# Activity:
Please count the lines of the data that contain "without" and state only the total.

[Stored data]
* * * * * * * * *

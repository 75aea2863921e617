//! Shuffle algorithms and shuffle pass bookkeeping
//!
//! Implements both pure random (Fisher-Yates) and smart shuffle algorithms
//! over snapshot indices, plus the [`ShuffleOrder`] that walks a shuffled pass.

use crate::navigation;
use crate::types::{Direction, PlaybackConfig, PlaybackMode, ShuffleAlgorithm};
use rand::rngs::StdRng;
use rand::seq::SliceRandom;
use rand::SeedableRng;
use riff_core::{ArtistId, Song};
use std::collections::BTreeMap;

/// Build a random permutation of `0..songs.len()`
pub fn shuffle_indices(songs: &[Song], algorithm: ShuffleAlgorithm, rng: &mut StdRng) -> Vec<usize> {
    match algorithm {
        ShuffleAlgorithm::Random => shuffle_random(songs.len(), rng),
        ShuffleAlgorithm::Smart => shuffle_smart(songs, rng),
    }
}

/// Pure random shuffle using Fisher-Yates algorithm
///
/// Each song has equal probability of appearing at any position.
/// Simple, fair, but can result in same artist playing consecutively.
fn shuffle_random(len: usize, rng: &mut StdRng) -> Vec<usize> {
    let mut order: Vec<usize> = (0..len).collect();
    order.shuffle(rng);
    order
}

/// Smart shuffle algorithm
///
/// Goals:
/// - Avoid same artist playing consecutively (when possible)
/// - Distribute artists evenly throughout playback
/// - Maintain some randomness (not fully deterministic)
///
/// Algorithm:
/// 1. Group songs by artist (songs without an artist form one group)
/// 2. Randomize within artist groups and shuffle the group order
/// 3. Interleave groups round-robin to maximize distance between same artist
fn shuffle_smart(songs: &[Song], rng: &mut StdRng) -> Vec<usize> {
    if songs.len() <= 2 {
        // Not enough songs for smart shuffling
        return shuffle_random(songs.len(), rng);
    }

    // BTreeMap keeps group order independent of hashing so seeded runs repeat
    let mut by_artist: BTreeMap<Option<&ArtistId>, Vec<usize>> = BTreeMap::new();
    for (index, song) in songs.iter().enumerate() {
        by_artist
            .entry(song.artist_id.as_ref())
            .or_default()
            .push(index);
    }

    let mut groups: Vec<Vec<usize>> = by_artist.into_values().collect();
    for group in &mut groups {
        group.shuffle(rng);
    }
    groups.shuffle(rng);

    let longest = groups.iter().map(Vec::len).max().unwrap_or(0);
    let mut result = Vec::with_capacity(songs.len());
    for round in 0..longest {
        result.extend(groups.iter().filter_map(|group| group.get(round).copied()));
    }
    result
}

/// One shuffled pass over a playlist snapshot and the position within it
///
/// Positions move with sequential arithmetic; the permutation maps them to
/// snapshot indices. When a pass is exhausted and reshuffling is enabled, a
/// new pass starts whose first song differs from the one just played.
#[derive(Debug, Clone)]
pub(crate) struct ShuffleOrder {
    order: Vec<usize>,
    position: Option<usize>,
    /// Next pass, generated early when peeked across a pass boundary
    upcoming: Option<Vec<usize>>,
    algorithm: ShuffleAlgorithm,
    reshuffle: bool,
    rng: StdRng,
}

impl ShuffleOrder {
    /// Create an empty order configured from `config`
    pub fn new(config: &PlaybackConfig) -> Self {
        let rng = match config.shuffle_seed {
            Some(seed) => StdRng::seed_from_u64(seed),
            None => StdRng::from_entropy(),
        };

        Self {
            order: Vec::new(),
            position: None,
            upcoming: None,
            algorithm: config.shuffle_algorithm,
            reshuffle: config.reshuffle_on_exhaustion,
            rng,
        }
    }

    /// Start a fresh pass over `songs`
    ///
    /// If `current` is a snapshot index it becomes position 0 of the pass,
    /// already played; otherwise the pass has not started.
    pub fn rebuild(&mut self, songs: &[Song], current: Option<usize>) {
        let mut order = shuffle_indices(songs, self.algorithm, &mut self.rng);
        self.position = None;

        if let Some(at) = current.and_then(|cur| order.iter().position(|&i| i == cur)) {
            let index = order.remove(at);
            order.insert(0, index);
            self.position = Some(0);
        }

        self.order = order;
        self.upcoming = None;
    }

    /// Snapshot index of the current song
    pub fn current(&self) -> Option<usize> {
        self.position.and_then(|p| self.order.get(p).copied())
    }

    /// Advance to the next song, starting a new pass if allowed
    pub fn next(&mut self, songs: &[Song]) -> Option<usize> {
        if let Some(p) = self.step(Direction::Forward) {
            self.position = Some(p);
            return Some(self.order[p]);
        }

        if !self.reshuffle || songs.is_empty() {
            return None;
        }

        let order = match self.upcoming.take() {
            Some(order) => order,
            None => self.next_pass(songs),
        };
        self.order = order;
        self.position = Some(0);
        self.order.first().copied()
    }

    /// Step back within the current pass; never crosses into an earlier pass
    pub fn previous(&mut self) -> Option<usize> {
        let p = self.step(Direction::Backward)?;
        self.position = Some(p);
        Some(self.order[p])
    }

    /// The song `next` would return, without moving
    pub fn peek_next(&mut self, songs: &[Song]) -> Option<usize> {
        if let Some(p) = self.step(Direction::Forward) {
            return Some(self.order[p]);
        }

        if !self.reshuffle || songs.is_empty() {
            return None;
        }

        if self.upcoming.is_none() {
            self.upcoming = Some(self.next_pass(songs));
        }
        self.upcoming.as_ref().and_then(|order| order.first().copied())
    }

    /// Whether `next` would produce a song
    pub fn has_more(&self, len: usize) -> bool {
        navigation::has_more(PlaybackMode::Shuffle, self.position, self.order.len())
            || (self.reshuffle && len > 0)
    }

    /// Whether exhausting a pass starts another
    pub fn reshuffles(&self) -> bool {
        self.reshuffle
    }

    fn step(&self, direction: Direction) -> Option<usize> {
        navigation::step(PlaybackMode::Shuffle, self.position, self.order.len(), direction)
    }

    fn next_pass(&mut self, songs: &[Song]) -> Vec<usize> {
        let mut order = shuffle_indices(songs, self.algorithm, &mut self.rng);

        // Never open a pass with the song that closed the previous one
        if let Some(last) = self.current() {
            if order.len() > 1 && order[0] == last {
                let end = order.len() - 1;
                order.swap(0, end);
            }
        }
        order
    }
}

#[cfg(test)]
mod tests {
    use super::*;
    use riff_core::SongId;
    use std::collections::HashSet;
    use std::path::PathBuf;

    fn create_test_song(id: &str, artist: &str) -> Song {
        let mut song = Song::with_id(
            SongId::new(id),
            format!("Song {}", id),
            PathBuf::from(format!("/music/{}.mp3", id)),
        );
        song.artist_id = Some(ArtistId::new(artist));
        song
    }

    fn songs(count: usize) -> Vec<Song> {
        (0..count)
            .map(|i| create_test_song(&i.to_string(), &format!("Artist {}", i)))
            .collect()
    }

    fn seeded(seed: u64) -> StdRng {
        StdRng::seed_from_u64(seed)
    }

    fn config(seed: u64, reshuffle: bool) -> PlaybackConfig {
        PlaybackConfig {
            shuffle_seed: Some(seed),
            reshuffle_on_exhaustion: reshuffle,
            ..Default::default()
        }
    }

    #[test]
    fn random_shuffle_changes_order() {
        let songs = songs(20);
        let order = shuffle_indices(&songs, ShuffleAlgorithm::Random, &mut seeded(1));

        let identity: Vec<usize> = (0..20).collect();
        assert_ne!(order, identity);
    }

    #[test]
    fn random_shuffle_preserves_all_songs() {
        let songs = songs(3);
        let order = shuffle_indices(&songs, ShuffleAlgorithm::Random, &mut seeded(2));

        let unique: HashSet<usize> = order.iter().copied().collect();
        assert_eq!(unique, (0..3).collect());
    }

    #[test]
    fn smart_shuffle_distributes_artists() {
        let songs = vec![
            create_test_song("1a", "Artist A"),
            create_test_song("1b", "Artist A"),
            create_test_song("1c", "Artist A"),
            create_test_song("2a", "Artist B"),
            create_test_song("2b", "Artist B"),
            create_test_song("2c", "Artist B"),
        ];

        let order = shuffle_indices(&songs, ShuffleAlgorithm::Smart, &mut seeded(3));

        // Two equal groups interleave perfectly
        for pair in order.windows(2) {
            assert_ne!(songs[pair[0]].artist_id, songs[pair[1]].artist_id);
        }
    }

    #[test]
    fn smart_shuffle_with_single_artist() {
        let songs: Vec<Song> = (0..3)
            .map(|i| create_test_song(&i.to_string(), "Artist A"))
            .collect();

        // Should not panic, just randomize
        let order = shuffle_indices(&songs, ShuffleAlgorithm::Smart, &mut seeded(4));
        assert_eq!(order.len(), 3);
    }

    #[test]
    fn smart_shuffle_empty_and_single() {
        assert!(shuffle_indices(&[], ShuffleAlgorithm::Smart, &mut seeded(5)).is_empty());
        assert_eq!(
            shuffle_indices(&songs(1), ShuffleAlgorithm::Smart, &mut seeded(5)),
            vec![0]
        );
    }

    #[test]
    fn same_seed_same_order() {
        let songs = songs(12);
        let a = shuffle_indices(&songs, ShuffleAlgorithm::Smart, &mut seeded(9));
        let b = shuffle_indices(&songs, ShuffleAlgorithm::Smart, &mut seeded(9));
        assert_eq!(a, b);
    }

    #[test]
    fn pass_visits_every_song_once() {
        let songs = songs(8);
        let mut order = ShuffleOrder::new(&config(11, false));
        order.rebuild(&songs, None);

        let mut seen = HashSet::new();
        while let Some(index) = order.next(&songs) {
            assert!(seen.insert(index), "index {} visited twice", index);
        }
        assert_eq!(seen.len(), 8);
        assert!(!order.has_more(songs.len()));
    }

    #[test]
    fn rebuild_puts_current_song_first() {
        let songs = songs(6);
        let mut order = ShuffleOrder::new(&config(12, true));
        order.rebuild(&songs, Some(4));

        assert_eq!(order.current(), Some(4));
        // Already at the start of the pass
        assert_eq!(order.previous(), None);

        let mut rest = HashSet::new();
        for _ in 0..5 {
            rest.insert(order.next(&songs).unwrap());
        }
        assert!(!rest.contains(&4));
        assert_eq!(rest.len(), 5);
    }

    #[test]
    fn new_pass_does_not_repeat_last_song() {
        let songs = songs(2);
        for seed in 0..20 {
            let mut order = ShuffleOrder::new(&config(seed, true));
            order.rebuild(&songs, None);

            order.next(&songs);
            let last = order.next(&songs);
            let first_of_next_pass = order.next(&songs);
            assert_ne!(last, first_of_next_pass, "seed {}", seed);
        }
    }

    #[test]
    fn previous_stops_at_pass_start() {
        let songs = songs(3);
        let mut order = ShuffleOrder::new(&config(13, true));
        order.rebuild(&songs, None);

        assert_eq!(order.previous(), None);
        let first = order.next(&songs);
        let second = order.next(&songs);
        assert_eq!(order.previous(), first);
        assert_eq!(order.previous(), None);
        assert_eq!(order.next(&songs), second);
    }

    #[test]
    fn peek_across_pass_boundary_matches_next() {
        let songs = songs(4);
        let mut order = ShuffleOrder::new(&config(14, true));
        order.rebuild(&songs, None);
        for _ in 0..4 {
            order.next(&songs);
        }

        let current = order.current();
        let peeked = order.peek_next(&songs);
        assert_eq!(order.current(), current);
        assert_eq!(order.next(&songs), peeked);
    }
}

* * * * * * * * *

# Answer for this exercise:
2